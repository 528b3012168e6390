pub mod agent;
pub mod authoring;
pub mod avatar;
pub mod cache;
pub mod card;
pub mod config;
pub mod error;
pub mod extract;
pub mod frontmatter;
pub mod io;
pub mod paths;
pub mod persona;
pub mod scan;
pub mod skill;

pub use error::{CrewError, Result};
_ _ _
### What you should do
The answer must be the line containing "pub mod extract;" and every line after it to the end of the data, each set down exactly.

### Solution for this problem
pub mod extract;
pub mod frontmatter;
pub mod io;
pub mod paths;
pub mod persona;
pub mod scan;
pub mod skill;

pub use error::{CrewError, Result};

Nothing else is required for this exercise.